Mixtape by Drake
- Released: February 13, 2009
- Recorded: 2008
- Genres: Hip hop; pop rap; alternative R&B; downtempo;
- Length: 70:35
- Label: OVO
- Producers: Noah "40" Shebib (also exec.) Oliver El-Khatib (exec.); Björn Yttling; Boi-1da; D10; DJ Screw; Diplo; J. Hill; Just Blaze; Kanye West; Megaman; Northen Profit; Peter Bjorn & John;

Drake chronology
| Comeback Season (2007) | So Far Gone (2009) | So Far Gone (2009) |

Singles from So Far Gone
- "Best I Ever Had" Released: February 13, 2009; "Successful" Released: February 13, 2009;

= So Far Gone (mixtape) =

So Far Gone is the third mixtape by Canadian rapper Drake. It was released on February 13, 2009 self-released under his October's Very Own label. The mixtape was met with critical and commercial success, serving as a catalyst for Drake's career as a mainstream musical artist. So Far Gone peaked at number seven on the Canadian Albums Chart and number five on the Billboard 200. It remains Drake's final independent project.

Its lead singles, "Best I Ever Had" and "Successful" reached numbers two and 17 respectively on the US Billboard Hot 100. The mixtape was promoted with a release party in Toronto with Drake and LeBron James. Guest appearances include Omarion, Lloyd, Lykke Li, Lil Wayne and Bun B, while production was handled by 40 and Boi-1da—whose contributions to the musical direction of the mixtape were particularly praised.

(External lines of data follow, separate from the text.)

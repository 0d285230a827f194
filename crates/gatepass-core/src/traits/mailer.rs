// SPDX-FileCopyrightText: 2026 Gatepass Contributors
// SPDX-License-Identifier: MIT OR Apache-2.0

//! Outbound email collaborator trait.

use async_trait::async_trait;

use crate::error::GatepassError;

/// Outbound email transport.
#[async_trait]
pub trait Mailer: Send + Sync {
    /// Whether an SMTP transport is configured. When false, `send` is a
    /// logged no-op returning `Ok(false)`.
    fn is_configured(&self) -> bool;

    /// Sends a plain-text email. Returns `Ok(true)` on accepted delivery,
    /// `Ok(false)` when no transport is configured.
    async fn send(&self, to: &str, subject: &str, text: &str) -> Result<bool, GatepassError>;
}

On February 15, 2019, the mixtape was released on commercial streaming services for the first time, commemorating its tenth anniversary. The commercial release contains a bonus track, "Congratulations", which also appears on the physical release of the album.

==Background==
In an interview with Complex, Drake explains: "The whole tape extends from one of my closest friends Oliver. One night we were having a discussion about women and the way we were talking about them, it was so brazen and so disrespectful. He texted me right after we got off the phone and he was like, 'Are we becoming the men that our mothers divorced?' That's really where the cover comes from, too. It's just this kid in pursuit of love and money. We're good guys, I'm friends with some real good people and for him to even text me after we got off the phone it just showed we have a conscience. But sometimes you just get so far gone, you get wrapped up in this shit. The title has a lot of meanings—as the way we carry ourselves, the way we dress, the way people view us, not to sound cocky, it's just that feeling that we're just distanced in a good way. You're just elevating past the bullshit and past all the shit that you used to be a part of and you're not that proud of, you're just so far gone."

==Composition==

===Music===

The mixtape's music was characterized by atmospheric keyboards, minor keys, snare drum, synth lead, smooth piano, live instruments, down tempo and mid tempo tracks, sparse and minimalist beats, and atmospheric chords. In a Complex interview, Drake's primary producer, Noah "40" Shebib, said that 808s & Heartbreak was an influence on the mixtape's atmospheric sounds.

===Lyrics===
Typically, lyrics in So Far Gone address his relationships with women, gaining fame, past struggles, and creates metaphors for the struggles of others ("Houstatlantavegas", a stripper, "November 18th", the city of Houston etc.) Many of the more upbeat songs also include themes of braggadociosness, ego, wealth, the music industry, confidence around women and sexual experiences.

==Singles and promotion==
"Best I Ever Had" was released as the first single on the 13th of February, 2009, 7 months prior to the release of the EP as a digital download from the So Far Gone mixtape. The song was eventually released as an official single on June 16, 2009. The single charted for 24 weeks while eventually peaking at number 2 on the US Billboard Hot 100. The single also managed to peak at number one on both the Billboard R&B/Hip-Hop Songs Chart and the Billboard Rap Songs Chart, thus becoming Drake's first number one hit on both of these charts. The song was certified 2× platinum by the Recording Industry Association of America (RIAA) indicating sales of over 2,000,000 copies in the United States. The song would later be released in the United Kingdom on the 29th of November, 2010, and the track would also appear as a bonus track on the Japanese edition of Drake's debut studio album, Thank Me Later.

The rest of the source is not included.